ACTIVITY> Starting at the line with "pub fn get_handle(&self) -> SPXRECOHANDLE" and going on through the line with "pub use crate::parameter::MAX_PARAMETER_NAME_BYTES;", reproduce each line in the records below exactly and nothing more.

DATA SHOWN>
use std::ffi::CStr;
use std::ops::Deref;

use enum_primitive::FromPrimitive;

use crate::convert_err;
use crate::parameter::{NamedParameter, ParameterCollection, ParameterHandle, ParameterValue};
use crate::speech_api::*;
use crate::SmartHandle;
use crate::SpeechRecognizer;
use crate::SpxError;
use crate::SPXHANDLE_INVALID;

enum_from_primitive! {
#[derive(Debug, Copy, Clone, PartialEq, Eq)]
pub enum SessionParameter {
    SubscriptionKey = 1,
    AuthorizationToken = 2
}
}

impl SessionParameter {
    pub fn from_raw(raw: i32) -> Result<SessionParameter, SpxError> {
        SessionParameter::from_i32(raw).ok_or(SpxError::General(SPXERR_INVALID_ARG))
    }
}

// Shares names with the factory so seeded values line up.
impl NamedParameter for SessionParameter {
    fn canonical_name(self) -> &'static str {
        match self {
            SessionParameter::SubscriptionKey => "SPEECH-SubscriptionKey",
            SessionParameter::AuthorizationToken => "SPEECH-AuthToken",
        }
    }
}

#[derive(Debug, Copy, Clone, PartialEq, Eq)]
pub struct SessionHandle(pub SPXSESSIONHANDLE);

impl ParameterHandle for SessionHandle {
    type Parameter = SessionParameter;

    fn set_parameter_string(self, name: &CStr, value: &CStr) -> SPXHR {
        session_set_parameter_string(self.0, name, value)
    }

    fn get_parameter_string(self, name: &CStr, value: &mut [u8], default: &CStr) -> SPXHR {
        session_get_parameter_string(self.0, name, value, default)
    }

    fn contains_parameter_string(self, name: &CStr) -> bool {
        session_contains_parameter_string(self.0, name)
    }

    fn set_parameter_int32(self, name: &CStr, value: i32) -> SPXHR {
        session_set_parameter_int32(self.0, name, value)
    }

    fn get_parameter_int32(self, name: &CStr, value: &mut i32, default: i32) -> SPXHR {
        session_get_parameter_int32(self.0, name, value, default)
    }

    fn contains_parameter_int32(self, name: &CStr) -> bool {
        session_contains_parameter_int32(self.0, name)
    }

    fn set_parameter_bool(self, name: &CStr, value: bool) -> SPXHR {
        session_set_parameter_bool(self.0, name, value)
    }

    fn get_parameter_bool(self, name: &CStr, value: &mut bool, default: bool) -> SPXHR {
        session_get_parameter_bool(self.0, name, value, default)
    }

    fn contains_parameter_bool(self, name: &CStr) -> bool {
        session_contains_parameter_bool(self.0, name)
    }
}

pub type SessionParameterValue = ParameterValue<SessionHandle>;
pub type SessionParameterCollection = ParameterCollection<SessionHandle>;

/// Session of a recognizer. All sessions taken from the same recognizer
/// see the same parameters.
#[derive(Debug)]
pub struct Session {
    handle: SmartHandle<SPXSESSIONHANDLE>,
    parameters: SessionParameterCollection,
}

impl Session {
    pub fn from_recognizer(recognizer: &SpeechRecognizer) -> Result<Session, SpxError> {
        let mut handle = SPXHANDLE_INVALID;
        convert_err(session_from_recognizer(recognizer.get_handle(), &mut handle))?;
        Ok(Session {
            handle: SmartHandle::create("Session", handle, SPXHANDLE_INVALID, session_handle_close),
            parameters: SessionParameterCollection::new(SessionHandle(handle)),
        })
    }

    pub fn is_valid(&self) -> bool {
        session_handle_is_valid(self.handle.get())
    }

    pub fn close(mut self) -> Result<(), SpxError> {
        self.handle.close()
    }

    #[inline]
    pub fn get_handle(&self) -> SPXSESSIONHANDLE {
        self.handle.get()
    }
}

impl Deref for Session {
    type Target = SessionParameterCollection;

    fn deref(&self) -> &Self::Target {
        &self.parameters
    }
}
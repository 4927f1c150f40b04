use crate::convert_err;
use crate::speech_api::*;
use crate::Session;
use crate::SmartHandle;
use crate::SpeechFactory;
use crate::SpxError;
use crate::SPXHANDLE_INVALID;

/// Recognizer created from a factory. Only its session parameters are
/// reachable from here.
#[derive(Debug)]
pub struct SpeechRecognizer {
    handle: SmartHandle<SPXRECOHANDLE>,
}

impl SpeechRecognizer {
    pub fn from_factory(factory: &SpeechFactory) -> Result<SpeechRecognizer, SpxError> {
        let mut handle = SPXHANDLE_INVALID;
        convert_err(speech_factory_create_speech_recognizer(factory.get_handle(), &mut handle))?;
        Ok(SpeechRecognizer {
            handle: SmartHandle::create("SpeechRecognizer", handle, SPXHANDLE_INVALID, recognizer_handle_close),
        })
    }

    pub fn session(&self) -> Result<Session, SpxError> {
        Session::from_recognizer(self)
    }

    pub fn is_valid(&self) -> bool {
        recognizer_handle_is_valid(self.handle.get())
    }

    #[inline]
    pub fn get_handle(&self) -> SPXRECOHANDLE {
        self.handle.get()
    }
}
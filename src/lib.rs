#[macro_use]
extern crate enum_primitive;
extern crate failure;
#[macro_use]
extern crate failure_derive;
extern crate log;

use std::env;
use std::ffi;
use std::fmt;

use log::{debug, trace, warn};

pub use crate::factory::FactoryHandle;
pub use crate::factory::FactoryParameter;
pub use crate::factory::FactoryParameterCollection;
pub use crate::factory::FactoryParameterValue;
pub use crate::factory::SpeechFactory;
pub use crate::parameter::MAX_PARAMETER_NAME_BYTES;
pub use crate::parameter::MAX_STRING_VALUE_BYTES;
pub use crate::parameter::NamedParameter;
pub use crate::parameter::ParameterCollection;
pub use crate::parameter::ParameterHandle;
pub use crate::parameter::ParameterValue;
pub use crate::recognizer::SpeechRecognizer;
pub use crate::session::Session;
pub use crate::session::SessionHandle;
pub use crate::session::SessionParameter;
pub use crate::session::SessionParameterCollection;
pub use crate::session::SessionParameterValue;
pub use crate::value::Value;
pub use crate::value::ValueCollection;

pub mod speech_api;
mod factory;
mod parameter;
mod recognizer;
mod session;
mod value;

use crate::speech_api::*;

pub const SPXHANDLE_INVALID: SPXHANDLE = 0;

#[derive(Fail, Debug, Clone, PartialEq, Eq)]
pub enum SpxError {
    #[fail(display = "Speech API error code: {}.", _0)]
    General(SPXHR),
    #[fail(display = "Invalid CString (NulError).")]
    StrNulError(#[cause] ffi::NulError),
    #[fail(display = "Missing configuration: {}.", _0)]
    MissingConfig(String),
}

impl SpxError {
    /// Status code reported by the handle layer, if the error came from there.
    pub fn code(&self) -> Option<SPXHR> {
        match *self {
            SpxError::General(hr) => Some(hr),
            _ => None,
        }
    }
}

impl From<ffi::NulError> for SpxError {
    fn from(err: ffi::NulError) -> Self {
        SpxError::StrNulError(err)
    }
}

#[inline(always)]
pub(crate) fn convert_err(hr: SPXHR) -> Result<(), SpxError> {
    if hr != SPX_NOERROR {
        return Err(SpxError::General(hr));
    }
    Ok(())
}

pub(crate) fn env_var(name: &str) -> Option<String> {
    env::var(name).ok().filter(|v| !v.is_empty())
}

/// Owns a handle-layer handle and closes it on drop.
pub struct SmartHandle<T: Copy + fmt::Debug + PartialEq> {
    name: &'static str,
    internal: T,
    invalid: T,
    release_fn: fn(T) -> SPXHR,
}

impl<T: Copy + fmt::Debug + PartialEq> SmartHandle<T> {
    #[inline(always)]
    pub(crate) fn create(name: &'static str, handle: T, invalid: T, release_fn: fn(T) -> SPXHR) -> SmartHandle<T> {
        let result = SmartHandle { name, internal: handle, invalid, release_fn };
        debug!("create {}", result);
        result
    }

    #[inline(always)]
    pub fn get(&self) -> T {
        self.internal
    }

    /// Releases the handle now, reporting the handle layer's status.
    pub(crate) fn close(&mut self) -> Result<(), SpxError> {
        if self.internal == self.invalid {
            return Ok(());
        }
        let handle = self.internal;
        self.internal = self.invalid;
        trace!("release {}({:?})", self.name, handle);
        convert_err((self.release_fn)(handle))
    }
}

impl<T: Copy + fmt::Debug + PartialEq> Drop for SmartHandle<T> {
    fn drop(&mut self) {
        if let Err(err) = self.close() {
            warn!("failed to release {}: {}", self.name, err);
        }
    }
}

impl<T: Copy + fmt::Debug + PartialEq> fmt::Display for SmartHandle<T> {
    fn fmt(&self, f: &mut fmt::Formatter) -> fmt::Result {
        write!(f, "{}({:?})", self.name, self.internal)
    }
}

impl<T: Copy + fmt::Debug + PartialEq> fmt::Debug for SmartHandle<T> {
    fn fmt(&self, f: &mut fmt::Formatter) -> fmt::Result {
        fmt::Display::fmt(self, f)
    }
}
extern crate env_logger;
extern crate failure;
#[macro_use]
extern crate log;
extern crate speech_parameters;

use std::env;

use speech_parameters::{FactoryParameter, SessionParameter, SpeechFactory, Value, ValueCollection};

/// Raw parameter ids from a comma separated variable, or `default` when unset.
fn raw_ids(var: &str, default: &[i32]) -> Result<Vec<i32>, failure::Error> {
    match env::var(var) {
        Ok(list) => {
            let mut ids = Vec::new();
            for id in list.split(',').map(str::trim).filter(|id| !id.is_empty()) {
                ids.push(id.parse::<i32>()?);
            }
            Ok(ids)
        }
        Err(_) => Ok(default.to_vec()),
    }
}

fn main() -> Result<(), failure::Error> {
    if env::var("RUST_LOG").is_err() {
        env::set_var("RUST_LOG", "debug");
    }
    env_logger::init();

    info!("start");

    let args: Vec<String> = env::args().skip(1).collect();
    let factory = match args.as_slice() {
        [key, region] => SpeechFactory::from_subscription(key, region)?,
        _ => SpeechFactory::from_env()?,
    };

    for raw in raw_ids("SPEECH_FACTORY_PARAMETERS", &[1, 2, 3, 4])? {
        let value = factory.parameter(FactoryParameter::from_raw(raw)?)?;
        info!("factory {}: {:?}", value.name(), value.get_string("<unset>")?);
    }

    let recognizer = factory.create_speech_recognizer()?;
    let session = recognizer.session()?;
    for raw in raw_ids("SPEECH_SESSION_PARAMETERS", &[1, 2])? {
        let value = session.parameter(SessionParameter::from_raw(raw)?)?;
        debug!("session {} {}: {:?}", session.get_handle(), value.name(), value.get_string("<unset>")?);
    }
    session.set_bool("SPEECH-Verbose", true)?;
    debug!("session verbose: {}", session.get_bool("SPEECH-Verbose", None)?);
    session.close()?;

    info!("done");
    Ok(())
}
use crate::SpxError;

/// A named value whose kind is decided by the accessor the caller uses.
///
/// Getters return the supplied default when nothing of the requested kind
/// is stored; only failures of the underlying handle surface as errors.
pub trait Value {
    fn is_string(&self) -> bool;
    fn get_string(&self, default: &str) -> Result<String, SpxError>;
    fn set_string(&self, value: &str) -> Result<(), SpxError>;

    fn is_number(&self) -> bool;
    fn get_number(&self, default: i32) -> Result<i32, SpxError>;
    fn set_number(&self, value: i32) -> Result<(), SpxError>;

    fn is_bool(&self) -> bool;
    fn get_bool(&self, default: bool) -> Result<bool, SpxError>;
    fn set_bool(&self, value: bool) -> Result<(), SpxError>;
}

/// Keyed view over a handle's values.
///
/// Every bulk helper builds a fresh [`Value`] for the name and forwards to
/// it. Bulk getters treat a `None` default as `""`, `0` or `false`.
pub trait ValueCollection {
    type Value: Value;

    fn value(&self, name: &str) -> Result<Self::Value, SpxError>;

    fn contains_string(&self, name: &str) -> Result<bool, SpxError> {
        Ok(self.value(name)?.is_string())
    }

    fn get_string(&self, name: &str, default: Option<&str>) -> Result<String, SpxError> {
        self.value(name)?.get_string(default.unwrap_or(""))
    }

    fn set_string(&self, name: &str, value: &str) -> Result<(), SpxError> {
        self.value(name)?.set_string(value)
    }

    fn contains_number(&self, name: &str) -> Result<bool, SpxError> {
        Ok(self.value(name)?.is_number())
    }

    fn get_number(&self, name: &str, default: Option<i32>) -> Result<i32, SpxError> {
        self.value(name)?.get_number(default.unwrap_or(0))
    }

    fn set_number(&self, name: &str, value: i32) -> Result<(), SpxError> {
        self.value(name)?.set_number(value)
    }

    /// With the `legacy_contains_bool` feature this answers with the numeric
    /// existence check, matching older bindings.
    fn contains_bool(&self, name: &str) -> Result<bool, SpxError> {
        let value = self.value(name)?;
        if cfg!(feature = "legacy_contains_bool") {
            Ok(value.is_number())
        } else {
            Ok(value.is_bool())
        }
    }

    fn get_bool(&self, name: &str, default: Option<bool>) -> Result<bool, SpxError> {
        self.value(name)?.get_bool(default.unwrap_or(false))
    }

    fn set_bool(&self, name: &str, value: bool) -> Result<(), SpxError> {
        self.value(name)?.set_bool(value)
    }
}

REPLY>
    pub fn get_handle(&self) -> SPXRECOHANDLE {
        self.handle.get()
    }
}
filename src/lib.rs
#[macro_use]
extern crate enum_primitive;
extern crate failure;
#[macro_use]
extern crate failure_derive;
extern crate log;

use std::env;
use std::ffi;
use std::fmt;

use log::{debug, trace, warn};

pub use crate::factory::FactoryHandle;
pub use crate::factory::FactoryParameter;
pub use crate::factory::FactoryParameterCollection;
pub use crate::factory::FactoryParameterValue;
pub use crate::factory::SpeechFactory;
pub use crate::parameter::MAX_PARAMETER_NAME_BYTES;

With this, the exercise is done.